*Directions for this task*:
Write out each line from the data below that includes the word "tokio".

*Material for this exercise*:

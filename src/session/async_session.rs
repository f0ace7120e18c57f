//! Session backed by the worker manager.

use std::future::Future;
use std::pin::Pin;
use std::sync::{Arc, PoisonError, RwLock};

use tokio::sync::mpsc;
use tokio::task::JoinHandle;
use tracing::{debug, info};

use crate::config::EngineConfig;
use crate::engine::backend::WorkerBackend;
use crate::engine::{EngineEvent, WorkerManager};
use crate::session::{Document, Session, SessionEvent};
use crate::{AppError, Result};

type DocumentSlot = Arc<RwLock<Option<Arc<dyn Document>>>>;

/// Evaluates through a [`WorkerManager`] without blocking the caller.
///
/// Engine events are translated into [`SessionEvent`]s by a forwarding task;
/// results are written into the attached document before the matching
/// [`SessionEvent::UpdateFinished`] is sent.
pub struct AsyncSession {
    manager: WorkerManager,
    document: DocumentSlot,
    events: mpsc::UnboundedSender<SessionEvent>,
    engine_rx: Option<mpsc::UnboundedReceiver<EngineEvent>>,
    forwarder: Option<JoinHandle<()>>,
}

impl AsyncSession {
    /// Create a stopped session evaluating on `backend`.
    #[must_use]
    pub fn new(
        config: EngineConfig,
        backend: Arc<dyn WorkerBackend>,
        events: mpsc::UnboundedSender<SessionEvent>,
    ) -> Self {
        let (engine_tx, engine_rx) = mpsc::unbounded_channel();
        Self {
            manager: WorkerManager::new(config, backend, engine_tx),
            document: Arc::new(RwLock::new(None)),
            events,
            engine_rx: Some(engine_rx),
            forwarder: None,
        }
    }

    /// Create a stopped session using the backend selected by `config`.
    ///
    /// # Errors
    ///
    /// Returns `AppError::Config` if the backend cannot be built.
    pub fn from_config(
        config: EngineConfig,
        events: mpsc::UnboundedSender<SessionEvent>,
    ) -> Result<Self> {
        let backend = crate::engine::backend_from_config(&config)?;
        Ok(Self::new(config, backend, events))
    }

    /// Start the underlying manager and the event forwarder.
    ///
    /// # Errors
    ///
    /// Propagates [`WorkerManager::start`] failures.
    pub async fn start(&mut self) -> Result<()> {
        if let Some(engine_rx) = self.engine_rx.take() {
            self.forwarder = Some(tokio::spawn(forward_events(
                engine_rx,
                Arc::clone(&self.document),
                self.events.clone(),
            )));
        }
        self.manager.start().await?;
        info!("async session started");
        Ok(())
    }

    /// Stop the underlying manager, killing any evaluation in flight.
    ///
    /// # Errors
    ///
    /// Propagates [`WorkerManager::stop`] failures.
    pub async fn stop(&mut self) -> Result<()> {
        self.manager.stop().await
    }

    /// Cancel the evaluation in flight. Alias of [`Session::cancel`].
    ///
    /// # Errors
    ///
    /// See [`WorkerManager::cancel`].
    pub async fn interrupt(&self) -> Result<()> {
        self.manager.cancel().await
    }

    /// The manager driving this session.
    #[must_use]
    pub fn manager(&self) -> &WorkerManager {
        &self.manager
    }
}

impl Session for AsyncSession {
    fn set_document(&mut self, document: Arc<dyn Document>) {
        *self.document.write().unwrap_or_else(PoisonError::into_inner) = Some(document);
    }

    fn document(&self) -> Option<Arc<dyn Document>> {
        self.document
            .read()
            .unwrap_or_else(PoisonError::into_inner)
            .clone()
    }

    fn update(&mut self) -> Pin<Box<dyn Future<Output = Result<()>> + Send + '_>> {
        Box::pin(async move {
            let document = self.document().ok_or(AppError::NoDocument)?;
            if self.manager.is_evaluating() {
                debug!("update while evaluating; cancelling the running script first");
                self.manager.cancel().await?;
            }
            self.manager.evaluate_when_ready(document.script()).await
        })
    }

    fn cancel(&mut self) -> Pin<Box<dyn Future<Output = Result<()>> + Send + '_>> {
        Box::pin(async move { self.manager.cancel().await })
    }

    fn is_evaluating(&self) -> bool {
        self.manager.is_evaluating()
    }
}

impl Drop for AsyncSession {
    fn drop(&mut self) {
        if let Some(forwarder) = self.forwarder.take() {
            forwarder.abort();
        }
    }
}

async fn forward_events(
    mut engine_rx: mpsc::UnboundedReceiver<EngineEvent>,
    document: DocumentSlot,
    events: mpsc::UnboundedSender<SessionEvent>,
) {
    while let Some(event) = engine_rx.recv().await {
        let forwarded = match event {
            EngineEvent::Started => SessionEvent::UpdateStarted,
            EngineEvent::Finished => SessionEvent::UpdateFinished,
            EngineEvent::Errored => SessionEvent::UpdateErrored,
            EngineEvent::Stdout(chunk) => SessionEvent::Stdout(chunk),
            EngineEvent::Result(sources) => {
                let target = document
                    .read()
                    .unwrap_or_else(PoisonError::into_inner)
                    .clone();
                match target {
                    Some(target) => target.set_data_sources(sources),
                    None => debug!("result arrived with no document attached; dropped"),
                }
                continue;
            }
        };
        if events.send(forwarded).is_err() {
            debug!("session event receiver dropped");
        }
    }
}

*Final answer*:
use tokio::sync::mpsc;
use tokio::task::JoinHandle;
            self.forwarder = Some(tokio::spawn(forward_events(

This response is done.